Plan Phase

The Plan phase in IDLC is not fundamentally different from planning in the traditional Software Development Lifecycle (SDLC). We don’t reinvent the wheel here — we borrow from decades of proven software engineering practices and apply them to infrastructure.

If your organization already has a solid planning process for application development, you’re most of the way there.

What We Borrow from SDLC

The software industry has refined planning practices over many years. IDLC embraces these directly:

SDLC Practice How It Applies to IDLC
Requirements gathering Understand what infrastructure the application teams need
User stories / tickets Write infrastructure tasks as stories with clear acceptance criteria
Sprint planning Include infrastructure work in the same sprint cadence as application work
Architecture reviews Review infrastructure design with the same rigor as application architecture
Risk assessment Identify blast radius, rollback strategies, and compliance requirements
Definition of Done A module isn’t done until it’s tested, documented, and published

If you’re familiar with Agile, Scrum, or any structured planning methodology, apply it here. IDLC doesn’t prescribe a specific planning framework — use what works for your team.

Planning Activities

1. Requirements Gathering

Work with application teams and stakeholders to understand infrastructure needs. Ask the right questions:

  • What services does the application need? (compute, storage, database, messaging)
  • What are the availability and performance requirements?
  • Which environments are needed? (dev, stage, production)
  • Which regions need to be supported?
  • Are there compliance or regulatory constraints?

2. Module Discovery

Before writing any code, check what already exists:

  • Browse the module registry (Terrareg) for existing modules
  • Review solutions that solve similar problems
  • Identify gaps — what needs to be created or extended

This is one of the biggest advantages of IDLC. In a mature organization, most infrastructure needs can be met by composing existing modules into a new solution. Planning should start with “what do we already have?” not “what do we need to build?”

3. Architecture Design

Define the target architecture.
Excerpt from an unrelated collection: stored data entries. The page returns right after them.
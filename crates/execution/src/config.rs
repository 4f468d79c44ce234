//! Automator configuration.
//!
//! Loaded from a TOML file, then overridden from the environment:
//!
//! ```toml
//! interval_secs = 600
//!
//! [[portfolios]]
//! protocol = "whirlpool"
//!
//! [[portfolios.positions]]
//! pool = "HJPjoWUrhoZzkNfRpHuieeFk9WcZWjwy6PBjZ81ngndJ"
//! strategy = "auto-side"
//! distribution = 1
//! ```

use crate::error::ExecutionError;
use clmm_autopilot_data::PositionKey;
use clmm_autopilot_domain::enums::Protocol;
use clmm_autopilot_domain::value_objects::Percentage;
use clmm_autopilot_strategy::{LowerBiased, StrategyKind, StrategyParams, UpperBiased};
use rust_decimal::Decimal;
use serde::Deserialize;
use std::collections::HashSet;
use std::path::Path;
use std::time::Duration;

pub const RPC_URL_ENV: &str = "RPC_URL";
pub const WALLET_PATH_ENV: &str = "WALLET_PATH";
pub const DATABASE_URL_ENV: &str = "DATABASE_URL";

fn default_interval_secs() -> u64 {
    600
}

fn default_reopen_after_close() -> bool {
    true
}

fn default_slippage_bps() -> u32 {
    10
}

fn default_swap_slippage_bps() -> u32 {
    50
}

fn default_dust_threshold() -> u64 {
    100
}

fn default_token_cache_ttl_secs() -> u64 {
    3600
}

/// Top-level configuration.
#[derive(Debug, Clone, PartialEq, Deserialize)]
pub struct AutomatorConfig {
    /// Seconds between the end of one cycle and the start of the next.
    #[serde(default = "default_interval_secs")]
    pub interval_secs: u64,
    /// Re-runs AddLiquidity after ClosePosition within the same cycle.
    #[serde(default = "default_reopen_after_close")]
    pub reopen_after_close: bool,
    /// Slippage applied to increase-liquidity quotes.
    #[serde(default = "default_slippage_bps")]
    pub slippage_bps: u32,
    #[serde(default = "default_swap_slippage_bps")]
    pub swap_slippage_bps: u32,
    /// Reward balances at or below this many base units are not swapped.
    #[serde(default = "default_dust_threshold")]
    pub dust_threshold: u64,
    /// Lifetime of cached token metadata and prices.
    #[serde(default = "default_token_cache_ttl_secs")]
    pub token_cache_ttl_secs: u64,
    #[serde(default)]
    pub rpc_url: Option<String>,
    #[serde(default)]
    pub wallet_path: Option<String>,
    #[serde(default)]
    pub database_url: Option<String>,
    #[serde(default)]
    pub token_list_url: Option<String>,
    #[serde(default)]
    pub price_api_url: Option<String>,
    #[serde(default)]
    pub swap_api_url: Option<String>,
    #[serde(default)]
    pub portfolios: Vec<PortfolioConfig>,
}

/// Positions automated on one protocol.
#[derive(Debug, Clone, PartialEq, Deserialize)]
pub struct PortfolioConfig {
    pub protocol: Protocol,
    #[serde(default)]
    pub positions: Vec<PositionConfig>,
}

/// One automated pool.
#[derive(Debug, Clone, PartialEq, Deserialize)]
pub struct PositionConfig {
    /// Pool address.
    pub pool: String,
    /// Strategy used when the record does not name one.
    pub strategy: StrategyKind,
    /// Target allocation. Zero stops adding liquidity and closes the
    /// position on the next cycle.
    pub distribution: Decimal,
    /// Width of upper-biased ranges in tick spacings.
    #[serde(default)]
    pub ticks: Option<u32>,
    /// Width of lower-biased ranges in tick spacings.
    #[serde(default)]
    pub lower_ticks: Option<u32>,
}

impl PositionConfig {
    pub fn strategy_params(&self) -> StrategyParams {
        StrategyParams {
            upper_spacings: self.ticks.unwrap_or(UpperBiased::DEFAULT_SPACINGS),
            lower_spacings: self.lower_ticks.unwrap_or(LowerBiased::DEFAULT_SPACINGS),
        }
    }

    pub fn has_allocation(&self) -> bool {
        self.distribution > Decimal::ZERO
    }
}

/// Settings the tasks read at run time.
#[derive(Debug, Clone, Copy, PartialEq, Eq)]
pub struct ExecutionSettings {
    pub slippage: Percentage,
    /// Slippage accepted on the final withdrawal of a close.
    pub close_tolerance: Percentage,
    pub dust_threshold: u64,
}

impl Default for ExecutionSettings {
    fn default() -> Self {
        Self {
            slippage: Percentage::from_bps(default_slippage_bps()),
            close_tolerance: Percentage::from_fraction(1, 1000),
            dust_threshold: default_dust_threshold(),
        }
    }
}

impl AutomatorConfig {
    /// Reads, overrides from the process environment and validates.
    pub fn load(path: impl AsRef<Path>) -> Result<Self, ExecutionError> {
        let path = path.as_ref();
        let raw = std::fs::read_to_string(path).map_err(|err| {
            ExecutionError::configuration(format!("cannot read {}: {err}", path.display()))
        })?;
        let mut config = Self::parse(&raw)?;
        config.apply_env(|key| std::env::var(key).ok());
        config.validate()?;
        Ok(config)
    }

    /// Parses TOML without validating.
    pub fn parse(raw: &str) -> Result<Self, ExecutionError> {
        toml::from_str(raw).map_err(|err| ExecutionError::configuration(err.to_string()))
    }

    /// Environment values win over the file.
    pub fn apply_env(&mut self, lookup: impl Fn(&str) -> Option<String>) {
        if let Some(url) = lookup(RPC_URL_ENV) {
            self.rpc_url = Some(url);
        }
        if let Some(path) = lookup(WALLET_PATH_ENV) {
            self.wallet_path = Some(path);
        }
        if let Some(url) = lookup(DATABASE_URL_ENV) {
            self.database_url = Some(url);
        }
    }

    pub fn validate(&self) -> Result<(), ExecutionError> {
        if self.interval_secs == 0 {
            return Err(ExecutionError::configuration("interval_secs must be positive"));
        }

        let mut keys = HashSet::new();
        for (protocol, position) in self.positions() {
            if position.distribution < Decimal::ZERO {
                return Err(ExecutionError::configuration(format!(
                    "negative distribution {} for pool {}",
                    position.distribution, position.pool
                )));
            }
            if !keys.insert(PositionKey::new(protocol, position.pool.clone())) {
                return Err(ExecutionError::configuration(format!(
                    "pool {} is configured twice for {protocol}",
                    position.pool
                )));
            }
        }
        Ok(())
    }

    /// Every configured position with its protocol, in file order.
    pub fn positions(&self) -> impl Iterator<Item = (Protocol, &PositionConfig)> {
        self.portfolios.iter().flat_map(|portfolio| {
            portfolio
                .positions
                .iter()
                .map(move |position| (portfolio.protocol, position))
        })
    }

    pub fn interval(&self) -> Duration {
        Duration::from_secs(self.interval_secs)
    }

    pub fn token_cache_ttl(&self) -> chrono::Duration {
        i64::try_from(self.token_cache_ttl_secs)
            .ok()
            .and_then(chrono::Duration::try_seconds)
            .unwrap_or(chrono::Duration::MAX)
    }

    pub fn settings(&self) -> ExecutionSettings {
        ExecutionSettings {
            slippage: Percentage::from_bps(self.slippage_bps),
            dust_threshold: self.dust_threshold,
            ..ExecutionSettings::default()
        }
    }

    pub fn require_rpc_url(&self) -> Result<&str, ExecutionError> {
        Self::required(self.rpc_url.as_deref(), RPC_URL_ENV)
    }

    pub fn require_wallet_path(&self) -> Result<&str, ExecutionError> {
        Self::required(self.wallet_path.as_deref(), WALLET_PATH_ENV)
    }

    pub fn require_database_url(&self) -> Result<&str, ExecutionError> {
        Self::required(self.database_url.as_deref(), DATABASE_URL_ENV)
    }

    fn required<'a>(value: Option<&'a str>, name: &str) -> Result<&'a str, ExecutionError> {
        value
            .filter(|value| !value.trim().is_empty())
            .ok_or_else(|| ExecutionError::configuration(format!("{name} is not set")))
    }
}
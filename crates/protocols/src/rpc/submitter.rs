use super::RpcProvider;
use crate::TransactionSubmitter;
use crate::error::ProtocolError;
use crate::transaction::{PendingTransaction, TransactionPayload, TransactionReceipt};
use async_trait::async_trait;
use solana_sdk::signature::Keypair;
use solana_sdk::signer::Signer;
use solana_sdk::transaction::{Transaction, VersionedTransaction};
use std::sync::Arc;
use tracing::{debug, info};

/// Signs with the wallet keypair and sends through an [`RpcProvider`].
pub struct WalletSubmitter {
    provider: Arc<RpcProvider>,
    wallet: Arc<Keypair>,
}

impl WalletSubmitter {
    pub fn new(provider: Arc<RpcProvider>, wallet: Arc<Keypair>) -> Self {
        Self { provider, wallet }
    }
}

#[async_trait]
impl TransactionSubmitter for WalletSubmitter {
    fn wallet(&self) -> String {
        self.wallet.pubkey().to_string()
    }

    async fn submit(
        &self,
        transaction: &PendingTransaction,
    ) -> Result<TransactionReceipt, ProtocolError> {
        debug!(label = %transaction.label, "Sending transaction");

        let signature = match &transaction.payload {
            TransactionPayload::Instructions(instructions) => {
                let blockhash = self.provider.get_latest_blockhash().await?;
                let mut signers: Vec<&Keypair> = vec![self.wallet.as_ref()];
                signers.extend(transaction.signers.iter().map(|signer| signer.as_ref()));

                let mut tx = Transaction::new_with_payer(instructions, Some(&self.wallet.pubkey()));
                tx.try_sign(&signers, blockhash)
                    .map_err(|err| ProtocolError::Transaction(err.to_string()))?;
                self.provider.send_and_confirm_transaction(&tx).await?
            }
            TransactionPayload::Serialized(bytes) => {
                let unsigned: VersionedTransaction =
                    bincode::deserialize(bytes).map_err(|err| ProtocolError::Decode {
                        kind: "versioned transaction",
                        address: transaction.label.clone(),
                        reason: err.to_string(),
                    })?;
                let tx = VersionedTransaction::try_new(unsigned.message, &[self.wallet.as_ref()])
                    .map_err(|err| ProtocolError::Transaction(err.to_string()))?;
                self.provider
                    .send_and_confirm_versioned_transaction(&tx)
                    .await?
            }
        };

        info!(label = %transaction.label, signature = %signature, "Transaction confirmed");
        Ok(TransactionReceipt {
            signature: signature.to_string(),
            label: transaction.label.clone(),
        })
    }
}
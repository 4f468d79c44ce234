//! CoinGecko USD prices.

use crate::cache::{Clock, TtlCache};
use crate::error::ProtocolError;
use crate::{PriceOracle, TokenRegistry};
use async_trait::async_trait;
use rust_decimal::Decimal;
use std::collections::HashMap;
use std::sync::Arc;
use tracing::debug;

pub const DEFAULT_PRICE_API_URL: &str = "https://api.coingecko.com/api/v3";

type SimplePriceResponse = HashMap<String, HashMap<String, Decimal>>;

/// USD price of `id` in a `/simple/price` response.
pub fn usd_from_response(response: &SimplePriceResponse, id: &str) -> Option<Decimal> {
    response.get(id).and_then(|prices| prices.get("usd")).copied()
}

/// Resolves a mint to its CoinGecko id through the token registry and
/// caches the price for the TTL.
pub struct CoinGeckoOracle {
    http: reqwest::Client,
    base_url: String,
    registry: Arc<dyn TokenRegistry>,
    cache: TtlCache<String, Option<Decimal>>,
    clock: Arc<dyn Clock>,
}

impl CoinGeckoOracle {
    pub fn new(
        base_url: impl Into<String>,
        registry: Arc<dyn TokenRegistry>,
        ttl: chrono::Duration,
        clock: Arc<dyn Clock>,
    ) -> Self {
        Self {
            http: reqwest::Client::new(),
            base_url: base_url.into().trim_end_matches('/').to_string(),
            registry,
            cache: TtlCache::new(ttl),
            clock,
        }
    }

    async fn fetch(&self, id: &str) -> Result<Option<Decimal>, ProtocolError> {
        debug!(id, "Fetching USD price");
        let response: SimplePriceResponse = self
            .http
            .get(format!("{}/simple/price", self.base_url))
            .query(&[("ids", id), ("vs_currencies", "usd")])
            .send()
            .await?
            .error_for_status()?
            .json()
            .await?;
        Ok(usd_from_response(&response, id))
    }
}

#[async_trait]
impl PriceOracle for CoinGeckoOracle {
    async fn usd_price(&self, mint: &str) -> Result<Option<Decimal>, ProtocolError> {
        let key = mint.to_string();
        if let Some(price) = self.cache.get(&key, self.clock.as_ref()) {
            return Ok(price);
        }

        let id = self
            .registry
            .token(mint)
            .await?
            .and_then(|token| token.coingecko_id);
        let price = match id {
            Some(id) => self.fetch(&id).await?,
            None => None,
        };
        self.cache.insert(key, price, self.clock.as_ref());
        Ok(price)
    }
}
//! Prelude module for convenient imports.
//!
//! # Example
//!
//! ```rust
//! use clmm_autopilot_execution::prelude::*;
//! ```

pub use crate::config::{AutomatorConfig, ExecutionSettings, PortfolioConfig, PositionConfig};
pub use crate::context::AutomatorContext;
pub use crate::error::ExecutionError;
pub use crate::lifecycle::{
    CYCLE_TASKS, CycleReport, PipelineReport, SkipReason, StepReport, SwapAttempt, SwapStatus,
    TaskKind, TaskOutcome, add_liquidity, close_position, collect_fees_and_rewards, cycle_tasks,
    run_pipeline, swap_collected_tokens,
};
pub use crate::manager::PositionManager;
pub use crate::scheduler::Automator;
pub use crate::state::{PositionState, TokenShare};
This is standard SDLC practice:

  • Create architecture diagrams (draw.io, Lucidchart, Miro, or similar)
  • Document resource dependencies and data flows
  • Identify which cloud provider(s) will be used
  • Plan for scalability, high availability, and disaster recovery

4. Task Breakdown

Break the work into manageable pieces:

  • One task per module (create or update)
  • One task per solution composition
  • One task per deployment configuration
  • Include testing and documentation in every task

5. Compliance and Security Review

Ensure the plan meets organizational policies:

  • Review security requirements with SecOps
  • Identify encryption, access control, and network isolation needs
  • Plan for policy-as-code validation (OPA, Sentinel)
  • Consider tagging strategy for cost allocation and ownership

Cloud Provider Considerations

When planning, consider the target cloud provider(s):

Aspect AWS Azure GCP
Compute EC2, EKS, Lambda AKS, VMs, Functions GKE, Compute Engine, Cloud Run
Storage S3, EBS Blob Storage, Managed Disks Cloud Storage, Persistent Disk
Database RDS, DynamoDB Azure SQL, Cosmos DB Cloud SQL, Spanner
Networking VPC, ALB VNet, App Gateway VPC, Cloud Load Balancing

The IDLC framework is cloud-agnostic. Your modules should abstract provider-specific details behind clean interfaces.

Best Practices

These are not IDLC-specific — they come from years of SDLC experience:

  • Document decisions — Use Architecture Decision Records (ADRs) to capture the “why” behind choices
  • Plan module boundaries early — Smaller modules are easier to test, reuse, and maintain
  • Think about consumers — Who will use this module or solution? What do they need to configure?
  • Consider multi-region from the start — Retrofitting multi-region support is painful
  • Include operational concerns — Monitoring, alerting, and runbooks are part of the plan, not an afterthought
  • Estimate with infrastructure in mind — Infrastructure changes often have longer feedback loops than application code

The Plan phase is intentionally lightweight in IDLC. We trust that your organization already knows how to plan software projects. The key difference is making sure infrastructure is planned with the same discipline — not treated as an afterthought.